Items (i), (ii), and (iv) are summarized in panel A of figure 29.1. The XX in connection with the skin stimulation indicates when the skin feeling can be canceled by a cortical stimulus (item (ii)). Item (iii) is summarized in panels B or C by the circled Q's that indicate the timing of the qualia.

For this illustration the thalamic, skin and cortical stimuli are assumed to have the same onsets.

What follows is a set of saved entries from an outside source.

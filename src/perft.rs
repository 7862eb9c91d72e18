//! Perft: count the leaf nodes of the legal move tree to a fixed depth.
//!
//! [`Board::perft`] is the plain recursive walk. [`Perft`] is a session that
//! memoises subtree counts by `(key, depth)` and can split the root over
//! worker threads with [`perft_parallel`].

use std::collections::HashMap;
use std::sync::atomic::{AtomicU64, Ordering};
use std::sync::Arc;
use std::thread::{self, JoinHandle};

use parking_lot::Mutex;
#[cfg(feature = "serde")]
use serde::{Deserialize, Serialize};

use crate::board::{Board, Move};

/// Subtree counts keyed by position key and remaining depth.
type CacheKey = (u64, u32);

const PARALLEL_SHARDS: usize = 16;
const WORKER_STACK_SIZE: usize = 8 * 1024 * 1024;

impl Board {
    /// Uncached leaf count to `depth`. Depth 1 counts legal moves without
    /// making them.
    pub fn perft(&mut self, depth: u32) -> u64 {
        if depth == 0 {
            return 1;
        }

        let moves = self.generate_moves();
        if depth == 1 {
            return moves.len() as u64;
        }

        let mut nodes = 0;
        for m in moves {
            self.make_move(m);
            nodes += self.perft(depth - 1);
            self.take_move(m);
        }

        nodes
    }
}

/// Settings for a [`Perft`] session.
#[derive(Clone, Copy, Debug, PartialEq, Eq)]
#[cfg_attr(feature = "serde", derive(Serialize, Deserialize))]
#[cfg_attr(feature = "serde", serde(default))]
pub struct PerftConfig {
    /// Maximum number of cached subtree counts.
    pub cache_capacity: usize,
    pub use_cache: bool,
    /// Worker threads for [`Perft::run`]; 1 keeps everything on the caller's thread.
    pub threads: usize,
}

impl Default for PerftConfig {
    fn default() -> Self {
        PerftConfig {
            cache_capacity: 1 << 20,
            use_cache: true,
            threads: 1,
        }
    }
}

impl PerftConfig {
    #[must_use]
    pub fn with_threads(threads: usize) -> Self {
        PerftConfig {
            threads: threads.max(1),
            ..Default::default()
        }
    }

    #[must_use]
    pub fn uncached() -> Self {
        PerftConfig {
            use_cache: false,
            ..Default::default()
        }
    }
}

/// Capacity-bounded memo of subtree counts.
///
/// Once full, new keys are dropped and existing entries stay. Counts are
/// exact and stored under the full 64-bit key, so the first write is final.
#[derive(Clone, Debug)]
pub struct PerftCache {
    entries: HashMap<CacheKey, u64>,
    capacity: usize,
    hits: u64,
    saturated: bool,
}

impl PerftCache {
    #[must_use]
    pub fn new(capacity: usize) -> Self {
        PerftCache {
            entries: HashMap::with_capacity(capacity.min(1 << 16)),
            capacity,
            hits: 0,
            saturated: false,
        }
    }

    /// Look up a count, recording a hit when found.
    pub fn get(&mut self, key: u64, depth: u32) -> Option<u64> {
        let found = self.entries.get(&(key, depth)).copied();
        if found.is_some() {
            self.hits += 1;
        }
        found
    }

    /// Store a count. Returns false if the cache is full and `key` is new.
    pub fn insert(&mut self, key: u64, depth: u32, nodes: u64) -> bool {
        if self.entries.len() >= self.capacity && !self.entries.contains_key(&(key, depth)) {
            if !self.saturated {
                self.saturated = true;
                debug_log!("perft cache full at {} entries", self.capacity);
            }
            return false;
        }
        self.entries.entry((key, depth)).or_insert(nodes);
        true
    }

    #[must_use]
    pub fn len(&self) -> usize {
        self.entries.len()
    }

    #[must_use]
    pub fn is_empty(&self) -> bool {
        self.entries.is_empty()
    }

    #[must_use]
    pub const fn capacity(&self) -> usize {
        self.capacity
    }

    #[must_use]
    pub const fn hits(&self) -> u64 {
        self.hits
    }

    pub fn clear(&mut self) {
        self.entries.clear();
        self.hits = 0;
        self.saturated = false;
    }
}

/// A perft session owning its cache. Reusing one session across runs keeps
/// earlier subtree counts available. Threaded sessions keep a shared cache
/// instead, handed to every worker of every run.
#[derive(Debug)]
pub struct Perft {
    config: PerftConfig,
    cache: PerftCache,
    shared: Option<Arc<SharedPerftCache>>,
}

impl Perft {
    #[must_use]
    pub fn new(config: PerftConfig) -> Self {
        let capacity = if config.use_cache {
            config.cache_capacity
        } else {
            0
        };
        let shared = (config.threads > 1 && config.use_cache)
            .then(|| Arc::new(SharedPerftCache::new(config.cache_capacity)));
        Perft {
            config,
            cache: PerftCache::new(capacity),
            shared,
        }
    }

    #[must_use]
    pub const fn config(&self) -> &PerftConfig {
        &self.config
    }

    #[must_use]
    pub const fn cache(&self) -> &PerftCache {
        &self.cache
    }

    /// The cache used by threaded runs, if this session has one.
    #[must_use]
    pub fn shared_cache(&self) -> Option<&SharedPerftCache> {
        self.shared.as_deref()
    }

    /// Leaf count to `depth`. The board is returned to its starting position.
    pub fn run(&mut self, board: &mut Board, depth: u32) -> u64 {
        if self.config.threads > 1 && depth > 1 {
            return perft_parallel_with(board, depth, self.config.threads, self.shared.as_ref());
        }

        debug_log!("perft depth {} from {}", depth, board.key_hex());
        let hits_before = self.cache.hits();
        let nodes = self.count(board, depth);
        debug_log!(
            "perft depth {}: {} nodes, {} cache hits, {} cached",
            depth,
            nodes,
            self.cache.hits() - hits_before,
            self.cache.len()
        );
        nodes
    }

    /// Leaf counts below each legal root move.
    pub fn divide(&mut self, board: &mut Board, depth: u32) -> Vec<(Move, u64)> {
        if depth == 0 {
            return Vec::new();
        }
        board
            .generate_moves()
            .into_iter()
            .map(|m| {
                board.make_move(m);
                let nodes = self.count(board, depth - 1);
                board.take_move(m);
                (m, nodes)
            })
            .collect()
    }

    fn count(&mut self, board: &mut Board, depth: u32) -> u64 {
        if depth <= 1 || !self.config.use_cache {
            return board.perft(depth);
        }

        let key = board.key();
        if let Some(nodes) = self.cache.get(key, depth) {
            return nodes;
        }

        let mut nodes = 0;
        for m in board.generate_moves() {
            board.make_move(m);
            nodes += self.count(board, depth - 1);
            board.take_move(m);
        }
        self.cache.insert(key, depth, nodes);
        nodes
    }
}

/// Subtree counts shared between perft workers, split over independently
/// locked shards.
#[derive(Debug)]
pub struct SharedPerftCache {
    shards: Vec<Mutex<HashMap<CacheKey, u64>>>,
    shard_capacity: usize,
    hits: AtomicU64,
}

impl SharedPerftCache {
    #[must_use]
    pub fn new(capacity: usize) -> Self {
        SharedPerftCache {
            shards: (0..PARALLEL_SHARDS)
                .map(|_| Mutex::new(HashMap::new()))
                .collect(),
            shard_capacity: capacity.div_ceil(PARALLEL_SHARDS),
            hits: AtomicU64::new(0),
        }
    }

    fn shard(&self, key: u64) -> &Mutex<HashMap<CacheKey, u64>> {
        &self.shards[(key as usize) % PARALLEL_SHARDS]
    }

    /// Look up a count, recording a hit when found.
    pub fn get(&self, key: u64, depth: u32) -> Option<u64> {
        let found = self.shard(key).lock().get(&(key, depth)).copied();
        if found.is_some() {
            self.hits.fetch_add(1, Ordering::Relaxed);
        }
        found
    }

    pub fn insert(&self, key: u64, depth: u32, nodes: u64) -> bool {
        let mut shard = self.shard(key).lock();
        if shard.len() >= self.shard_capacity && !shard.contains_key(&(key, depth)) {
            return false;
        }
        shard.entry((key, depth)).or_insert(nodes);
        true
    }

    #[must_use]
    pub fn len(&self) -> usize {
        self.shards.iter().map(|s| s.lock().len()).sum()
    }

    #[must_use]
    pub fn is_empty(&self) -> bool {
        self.len() == 0
    }

    #[must_use]
    pub fn hits(&self) -> u64 {
        self.hits.load(Ordering::Relaxed)
    }
}

fn count_shared(board: &mut Board, depth: u32, cache: &SharedPerftCache) -> u64 {
    if depth <= 1 {
        return board.perft(depth);
    }

    let key = board.key();
    if let Some(nodes) = cache.get(key, depth) {
        return nodes;
    }

    let mut nodes = 0;
    for m in board.generate_moves() {
        board.make_move(m);
        nodes += count_shared(board, depth - 1, cache);
        board.take_move(m);
    }
    cache.insert(key, depth, nodes);
    nodes
}

fn count_root_moves(
    board: &mut Board,
    moves: &[Move],
    depth: u32,
    cache: Option<&SharedPerftCache>,
) -> u64 {
    let mut nodes = 0;
    for &m in moves {
        board.make_move(m);
        nodes += match cache {
            Some(cache) => count_shared(board, depth - 1, cache),
            None => board.perft(depth - 1),
        };
        board.take_move(m);
    }
    nodes
}

/// Leaf count to `depth` with the root moves dealt out to `threads` workers.
/// Each worker walks its own copy of `board`; they share one cache that
/// lives for this call only.
#[must_use]
pub fn perft_parallel(board: &Board, depth: u32, threads: usize) -> u64 {
    let config = PerftConfig::with_threads(threads);
    let cache = Arc::new(SharedPerftCache::new(config.cache_capacity));
    perft_parallel_with(board, depth, threads, Some(&cache))
}

fn perft_parallel_with(
    board: &Board,
    depth: u32,
    threads: usize,
    cache: Option<&Arc<SharedPerftCache>>,
) -> u64 {
    if depth <= 1 {
        return board.clone().perft(depth);
    }

    let root_key = board.key();
    if let Some(nodes) = cache.and_then(|c| c.get(root_key, depth)) {
        debug_log!("parallel perft depth {}: answered from cache", depth);
        return nodes;
    }

    let moves: Vec<Move> = board.generate_moves().into_iter().collect();
    let threads = threads.clamp(1, moves.len().max(1));
    let chunk_len = moves.len().div_ceil(threads).max(1);
    debug_log!(
        "parallel perft depth {}: {} root moves over {} workers",
        depth,
        moves.len(),
        threads
    );

    let mut handles: Vec<JoinHandle<u64>> = Vec::with_capacity(threads);
    let mut nodes = 0;
    for (worker_id, chunk) in moves.chunks(chunk_len).enumerate() {
        let mut worker_board = board.clone();
        let worker_moves = chunk.to_vec();
        let worker_cache = cache.cloned();
        let spawned = thread::Builder::new()
            .name(format!("perft-{worker_id}"))
            .stack_size(WORKER_STACK_SIZE)
            .spawn(move || {
                count_root_moves(&mut worker_board, &worker_moves, depth, worker_cache.as_deref())
            });
        match spawned {
            Ok(handle) => handles.push(handle),
            Err(err) => {
                debug_log!("perft worker {} failed to start: {}", worker_id, err);
                nodes += count_root_moves(&mut board.clone(), chunk, depth, cache.map(|shared| shared.as_ref()));
            }
        }
    }

    for handle in handles {
        match handle.join() {
            Ok(count) => nodes += count,
            Err(panic) => std::panic::resume_unwind(panic),
        }
    }

    if let Some(shared) = cache {
        shared.insert(root_key, depth, nodes);
        debug_log!("parallel perft depth {}: {} nodes, {} cached", depth, nodes, shared.len());
    }
    nodes
}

Libet argues that his data on cortical stimulation implies a backward referral in time since item (ii) seems to imply that the peripheral stimulus doesn't become conscious for about 250 msec in order that it can be canceled by the cortical masker. Backward referral is then needed to account for the combination of items (ii) and (iii). The backward referral argument is simpler in the thalamic case since there is a decoupling between the duration for neuronal sufficiency and the time of subjective equality of skin vs. the thalamic stimulation. It is unfortunate that Penrose focuses his discussion on the cortical experiments since the "time anomaly" in the thalamic data is simpler and clearer. Libet argues that since the thalamic sensation doesn't reach neuronal adequacy until 250 msec after the pulse train begins (item i) a back referral mechanism is needed with thalamic stimulation to produce the synchrony sensation (item iii) that is perceived.

[Place figure 29.1 about here; figures not yet available]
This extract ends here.